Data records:
#![no_std]

extern crate alloc;

use serde::{Deserialize, Serialize};

pub use adjacency::*;
pub use cell::*;
pub use engine::*;
pub use error::*;
pub use generator::*;
pub use grid::*;
pub use types::*;

mod adjacency;
mod cell;
mod engine;
mod error;
mod generator;
mod grid;
mod types;

/// Board side length and mine count for one game.
#[derive(Copy, Clone, Debug, PartialEq, Eq, Serialize, Deserialize)]
pub struct GameConfig {
    pub board_size: Coord,
    pub mine_count: CellCount,
}

impl GameConfig {
    pub const fn new_unchecked(board_size: Coord, mine_count: CellCount) -> Self {
        Self {
            board_size,
            mine_count,
        }
    }

    /// Validating constructor for untyped input such as CLI flags.
    pub fn new(board_size: u32, mine_count: u32) -> Result<Self> {
        if board_size == 0 {
            return Err(ConfigError::EmptyBoard.into());
        }
        if mine_count == 0 {
            return Err(ConfigError::NoMines.into());
        }
        let side = Coord::try_from(board_size).map_err(|_| ConfigError::BoardTooLarge {
            requested: board_size,
        })?;
        let cells = u32::from(mult(side, side));
        let mines = CellCount::try_from(mine_count)
            .ok()
            .filter(|&mines| u32::from(mines) < cells)
            .ok_or(ConfigError::TooManyMines {
                mines: mine_count,
                cells,
            })?;

        Ok(Self::new_unchecked(side, mines))
    }

    /// Checks `0 < mine_count < board_size²`, e.g. after deserializing.
    pub fn validate(&self) -> Result<()> {
        Self::new(self.board_size.into(), self.mine_count.into()).map(|_| ())
    }

    pub const fn total_cells(&self) -> CellCount {
        mult(self.board_size, self.board_size)
    }

    pub const fn safe_cells(&self) -> CellCount {
        self.total_cells().saturating_sub(self.mine_count)
    }
}

impl Default for GameConfig {
    fn default() -> Self {
        Self::new_unchecked(8, 4)
    }
}

#[derive(Copy, Clone, Debug, PartialEq, Eq)]
pub enum FlagOutcome {
    Flagged,
    Unflagged,
    /// Revealed cell, out-of-range position or finished game; nothing changed.
    Rejected,
}

impl FlagOutcome {
    /// Whether this outcome could have caused an update to the game
    pub const fn has_update(self) -> bool {
        match self {
            Self::Flagged | Self::Unflagged => true,
            Self::Rejected => false,
        }
    }
}

#[derive(Copy, Clone, Debug, PartialEq, Eq)]
pub enum RevealOutcome {
    /// Cell cleared, carrying its adjacent mine count.
    Safe(u8),
    Mine,
    /// Already revealed, flagged, or the game is over.
    Blocked,
    /// Position outside the board.
    Ignored,
}

impl RevealOutcome {
    /// Whether this outcome could have caused an update to the game
    pub const fn has_update(self) -> bool {
        use RevealOutcome::*;
        match self {
            Safe(_) => true,
            Mine => true,
            Blocked => false,
            Ignored => false,
        }
    }
}

#[cfg(test)]
mod tests {
    use super::*;

    #[test]
    fn config_rejects_non_positive_values() {
        assert_eq!(
            GameConfig::new(0, 1),
            Err(GameError::InvalidConfiguration(ConfigError::EmptyBoard))
        );
        assert_eq!(
            GameConfig::new(4, 0),
            Err(GameError::InvalidConfiguration(ConfigError::NoMines))
        );
    }

    #[test]
    fn config_rejects_boards_without_a_safe_cell() {
        assert_eq!(
            GameConfig::new(4, 16),
            Err(GameError::InvalidConfiguration(ConfigError::TooManyMines {
                mines: 16,
                cells: 16
            }))
        );
        assert!(GameConfig::new(1, 1).is_err());
        assert!(GameConfig::new(255, 70_000).is_err());
        assert_eq!(GameConfig::new(4, 15).unwrap().safe_cells(), 1);
    }

    #[test]
    fn config_rejects_oversized_board() {
        assert_eq!(
            GameConfig::new(256, 10),
            Err(GameError::InvalidConfiguration(ConfigError::BoardTooLarge {
                requested: 256
            }))
        );
        assert_eq!(GameConfig::new(255, 10).unwrap().total_cells(), 65025);
    }

    #[test]
    fn default_config_is_classic_board() {
        let config = GameConfig::default();

        assert_eq!(config.board_size, 8);
        assert_eq!(config.mine_count, 4);
        assert_eq!(config.validate(), Ok(()));
    }

    #[test]
    fn deserialized_config_can_be_validated() {
        let config: GameConfig =
            serde_json::from_str(r#"{"board_size": 3, "mine_count": 9}"#).unwrap();

        assert!(config.validate().is_err());
    }

    #[test]
    fn outcomes_report_updates() {
        assert!(RevealOutcome::Safe(0).has_update());
        assert!(RevealOutcome::Mine.has_update());
        assert!(!RevealOutcome::Blocked.has_update());
        assert!(!RevealOutcome::Ignored.has_update());
        assert!(FlagOutcome::Flagged.has_update());
        assert!(!FlagOutcome::Rejected.has_update());
    }
}
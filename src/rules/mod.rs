use std::collections::HashSet;
use std::fmt;
use std::path::{Path, PathBuf};

use anyhow::{Context, Result};
use globset::GlobSet;

use crate::config::{EngineConfig, RewriteRule};
use crate::core::{
    ActionList, ChangeAction, FileAction, LineAction, ModuleAction, PackageAction, ToolError,
};
use crate::scan::{self, WorkspaceModule};

#[derive(Debug, Clone)]
pub struct PortRequest {
    pub workspace_root: PathBuf,
    pub targets: Vec<String>,
}

#[derive(Debug)]
pub enum PortError {
    /// Expected porting failure; whatever was recorded is still meaningful.
    Port(String),
    /// The engine itself broke; recorded actions are not trustworthy.
    Internal(anyhow::Error),
}

impl fmt::Display for PortError {
    fn fmt(&self, f: &mut fmt::Formatter<'_>) -> fmt::Result {
        match self {
            PortError::Port(msg) => write!(f, "unable to port: {msg}"),
            PortError::Internal(err) => write!(f, "internal error: {err:#}"),
        }
    }
}

impl std::error::Error for PortError {}

impl PortError {
    pub fn to_tool_error(&self) -> ToolError {
        ToolError {
            is_port_error: matches!(self, PortError::Port(_)),
            error: self.to_string(),
        }
    }
}

/// Accumulates the actions of one porting run. Written by the engine,
/// read once by the caller.
#[derive(Debug, Default)]
pub struct ActionRecorder {
    modules: Vec<ModuleAction>,
    packages: Vec<PackageAction>,
}

impl ActionRecorder {
    pub fn new() -> Self {
        Self::default()
    }

    /// Records a module unless one with the same path is already recorded.
    pub fn record_module(&mut self, module: ModuleAction) -> bool {
        if self.modules.iter().any(|m| m.path == module.path) {
            return false;
        }
        self.modules.push(module);
        true
    }

    pub fn record_package(&mut self, package: PackageAction) {
        self.packages.push(package);
    }

    pub fn has_package(&self, path: &str) -> bool {
        self.packages.iter().any(|p| p.path == path)
    }

    pub fn finish(self) -> ActionList {
        ActionList {
            modules: self.modules,
            packages: self.packages,
        }
    }
}

pub trait PortingEngine {
    fn port(&self, req: &PortRequest, rec: &mut ActionRecorder) -> Result<(), PortError>;
}

/// Library entry point: runs `engine` and hands back everything it recorded
/// together with how the run ended.
pub fn port(engine: &dyn PortingEngine, req: &PortRequest) -> (ActionList, Result<(), PortError>) {
    let mut rec = ActionRecorder::new();
    let result = engine.port(req, &mut rec);
    (rec.finish(), result)
}

/// Reference engine: literal, rule-ordered text substitutions over the Go
/// files of the requested packages. Files are only read, never rewritten.
pub struct RewriteEngine {
    rules: Vec<RewriteRule>,
    excludes: GlobSet,
}

impl RewriteEngine {
    pub fn new(cfg: &EngineConfig) -> Result<Self> {
        let excludes = scan::build_exclude_set(&cfg.exclude)?;
        let rules = cfg
            .rewrite
            .iter()
            .filter(|r| !r.from.is_empty())
            .cloned()
            .collect();
        Ok(Self { rules, excludes })
    }

    fn port_target(
        &self,
        modules: &[WorkspaceModule],
        target: &str,
        rec: &mut ActionRecorder,
    ) -> Result<bool, PortError> {
        let (pattern, recursive) = match target.strip_suffix("/...") {
            Some(p) => (p, true),
            None => (target, false),
        };

        let Some(module) = owning_module(modules, pattern) else {
            rec.record_package(PackageAction {
                path: target.to_string(),
                error: Some(format!("no workspace module provides package {target}")),
                ..Default::default()
            });
            return Ok(false);
        };

        rec.record_module(ModuleAction {
            path: module.path.clone(),
            ..Default::default()
        });

        let rel = pattern[module.path.len()..].trim_start_matches('/');
        let start = if rel.is_empty() {
            module.dir.clone()
        } else {
            module.dir.join(rel)
        };

        let packages = scan::packages(module, &start, recursive, &self.excludes)
            .map_err(PortError::Internal)?;
        if packages.is_empty() {
            rec.record_package(PackageAction {
                path: pattern.to_string(),
                module: module.path.clone(),
                error: Some(format!("no Go files in {}", display_rel(&start, &module.dir))),
                ..Default::default()
            });
            return Ok(false);
        }

        for pkg in packages {
            if rec.has_package(&pkg.import_path) {
                continue;
            }
            let mut files = Vec::with_capacity(pkg.files.len());
            for name in &pkg.files {
                let file = self
                    .port_file(&pkg.dir, name)
                    .map_err(PortError::Internal)?;
                files.push(file);
            }
            rec.record_package(PackageAction {
                path: pkg.import_path,
                module: module.path.clone(),
                files,
                ..Default::default()
            });
        }
        Ok(true)
    }

    fn port_file(&self, dir: &Path, name: &str) -> Result<FileAction> {
        let path = dir.join(name);
        let bytes = std::fs::read(&path).with_context(|| format!("read {}", path.display()))?;
        // Non-UTF-8 sources are reported but never rewritten.
        let Ok(content) = String::from_utf8(bytes) else {
            return Ok(FileAction {
                name: name.to_string(),
                build: participates_in_build(name, ""),
                base_file: None,
                lines: vec![],
            });
        };

        let lines = content
            .split('\n')
            .zip(1u32..)
            .filter_map(|(line, n)| rewrite_line(line, n, &self.rules))
            .collect();

        Ok(FileAction {
            name: name.to_string(),
            build: participates_in_build(name, &content),
            base_file: None,
            lines,
        })
    }
}

impl PortingEngine for RewriteEngine {
    fn port(&self, req: &PortRequest, rec: &mut ActionRecorder) -> Result<(), PortError> {
        let modules = scan::workspace_modules(&req.workspace_root).map_err(PortError::Internal)?;

        let mut failed = Vec::new();
        let mut seen = HashSet::new();
        for target in &req.targets {
            if !seen.insert(target.as_str()) {
                continue;
            }
            if !self.port_target(&modules, target, rec)? {
                failed.push(target.as_str());
            }
        }

        if failed.is_empty() {
            Ok(())
        } else {
            Err(PortError::Port(format!("failed targets: {}", failed.join(", "))))
        }
    }
}

fn owning_module<'a>(modules: &'a [WorkspaceModule], pattern: &str) -> Option<&'a WorkspaceModule> {
    modules
        .iter()
        .filter(|m| {
            pattern == m.path
                || pattern
                    .strip_prefix(m.path.as_str())
                    .is_some_and(|rest| rest.starts_with('/'))
        })
        .max_by_key(|m| m.path.len())
}

/// Applies `rules` left to right; at each position the first matching rule
/// wins and scanning resumes after the replaced text.
pub fn rewrite_line(line: &str, number: u32, rules: &[RewriteRule]) -> Option<LineAction> {
    let mut changes = Vec::new();
    let mut fixed = String::with_capacity(line.len());
    let mut i = 0;
    while i < line.len() {
        let rest = &line[i..];
        if let Some(rule) = rules
            .iter()
            .find(|r| !r.from.is_empty() && rest.starts_with(r.from.as_str()))
        {
            changes.push(ChangeAction {
                column: (i + 1) as u32,
                original: rule.from.clone(),
                replacement: rule.to.clone(),
            });
            fixed.push_str(&rule.to);
            i += rule.from.len();
            continue;
        }
        let ch = rest.chars().next().map(char::len_utf8).unwrap_or(1);
        fixed.push_str(&rest[..ch]);
        i += ch;
    }

    if changes.is_empty() || fixed == line {
        return None;
    }
    Some(LineAction {
        line: number,
        original: line.to_string(),
        fixed,
        changes,
    })
}

/// Whether a Go file takes part in a normal build of its package.
pub fn participates_in_build(name: &str, content: &str) -> bool {
    if name.starts_with('_') || name.starts_with('.') || name.ends_with("_test.go") {
        return false;
    }
    for line in content.lines() {
        let line = line.trim();
        if line.starts_with("package ") {
            break;
        }
        let constraint = line
            .strip_prefix("//go:build ")
            .or_else(|| line.strip_prefix("// +build "));
        if constraint.is_some_and(|c| c.trim() == "ignore") {
            return false;
        }
    }
    true
}

fn display_rel(path: &Path, base: &Path) -> String {
    match path.strip_prefix(base) {
        Ok(rel) if rel.as_os_str().is_empty() => ".".to_string(),
        Ok(rel) => rel.display().to_string(),
        Err(_) => path.display().to_string(),
    }
}
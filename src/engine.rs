use std::fmt;
use std::path::{Path, PathBuf};
use std::sync::atomic::{AtomicUsize, Ordering};
use std::sync::{Mutex, OnceLock};
use std::time::{Duration, Instant};

use anyhow::Context;
use serde::Serialize;
use time::OffsetDateTime;
use time::format_description::well_known::Rfc3339;

use crate::compare::{self, Mismatch};
use crate::config::{EffectiveConfig, Module, Test};
use crate::core::{ActionList, ToolchainVersion};
use crate::harness::{self, Captured};
use crate::platform::Budget;
use crate::provision::{self, RepoRoot, VcsTools};
use crate::workspace;

#[derive(Debug, Clone)]
pub struct EngineOptions {
    pub include_long: bool,
    pub include_latest: bool,
    pub filter: Option<String>,
    pub bless: bool,
    pub keep_workspace: bool,
    pub jobs: usize,
    pub timeout: Duration,
    pub show_progress: bool,
    /// Executable re-invoked in harness mode.
    pub harness_bin: PathBuf,
}

/// Drives every selected module and test case of the matrix.
pub struct Engine<'a> {
    cfg: &'a EffectiveConfig,
    opts: EngineOptions,
    toolchain: OnceLock<Result<ToolchainVersion, String>>,
}

#[derive(Debug, Clone, Copy, PartialEq, Eq, Serialize)]
#[serde(rename_all = "lowercase")]
pub enum CaseStatus {
    Passed,
    Blessed,
    Skipped,
    Failed,
    Error,
}

impl CaseStatus {
    pub const fn as_str(self) -> &'static str {
        match self {
            CaseStatus::Passed => "passed",
            CaseStatus::Blessed => "blessed",
            CaseStatus::Skipped => "skipped",
            CaseStatus::Failed => "failed",
            CaseStatus::Error => "error",
        }
    }
}

#[derive(Debug, Clone, Serialize)]
pub struct Section {
    pub label: String,
    pub text: String,
}

#[derive(Debug, Clone, Serialize)]
pub struct CaseReport {
    pub module: String,
    /// `None` when the whole module was skipped.
    #[serde(skip_serializing_if = "Option::is_none")]
    pub test: Option<String>,
    pub status: CaseStatus,
    #[serde(skip_serializing_if = "Option::is_none")]
    pub message: Option<String>,
    #[serde(skip_serializing_if = "Vec::is_empty")]
    pub sections: Vec<Section>,
    #[serde(skip_serializing_if = "Option::is_none")]
    pub workspace: Option<String>,
    /// Observations that do not affect the status, e.g. a synthesized `go.mod`.
    #[serde(skip_serializing_if = "Vec::is_empty")]
    pub notes: Vec<String>,
    pub duration_ms: u64,
}
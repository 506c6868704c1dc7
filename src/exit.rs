use std::fmt;

#[derive(Debug, Clone, Copy, PartialEq, Eq)]
pub enum ExitCode {
    Success,
    InvalidArgs,
    /// At least one case failed or errored.
    VerificationFailed,
    ExternalCommandFailed,
}

impl ExitCode {
    pub const fn as_i32(self) -> i32 {
        match self {
            ExitCode::Success => 0,
            ExitCode::InvalidArgs => 2,
            ExitCode::VerificationFailed => 10,
            ExitCode::ExternalCommandFailed => 20,
        }
    }
}

#[derive(Debug)]
pub struct ExitError {
    pub code: ExitCode,
    pub err: anyhow::Error,
}

impl ExitError {
    pub fn new(code: ExitCode, err: anyhow::Error) -> Self {
        Self { code, err }
    }
}

impl fmt::Display for ExitError {
    fn fmt(&self, f: &mut fmt::Formatter<'_>) -> fmt::Result {
        fmt::Display::fmt(&self.err, f)
    }
}

impl std::error::Error for ExitError {
    fn source(&self) -> Option<&(dyn std::error::Error + 'static)> {
        self.err.source()
    }
}

pub fn exit_code(err: &anyhow::Error) -> i32 {
    if let Some(exit) = err.downcast_ref::<ExitError>() {
        return exit.code.as_i32();
    }
    ExitCode::ExternalCommandFailed.as_i32()
}

pub fn invalid_args(message: impl Into<String>) -> anyhow::Error {
    ExitError::new(ExitCode::InvalidArgs, anyhow::anyhow!(message.into())).into()
}

pub fn invalid_args_err(err: anyhow::Error) -> anyhow::Error {
    ExitError::new(ExitCode::InvalidArgs, err).into()
}

pub fn verification_failed(message: impl Into<String>) -> anyhow::Error {
    ExitError::new(
        ExitCode::VerificationFailed,
        anyhow::anyhow!(message.into()),
    )
    .into()
}

pub fn external_cmd_err(err: anyhow::Error) -> anyhow::Error {
    ExitError::new(ExitCode::ExternalCommandFailed, err).into()
}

■ What you need to do ■
Match on "FlagOutcome" and copy out every line of the entries that contains it.

■ Answer section ■
pub enum FlagOutcome {
impl FlagOutcome {
        assert!(FlagOutcome::Flagged.has_update());
        assert!(!FlagOutcome::Rejected.has_update());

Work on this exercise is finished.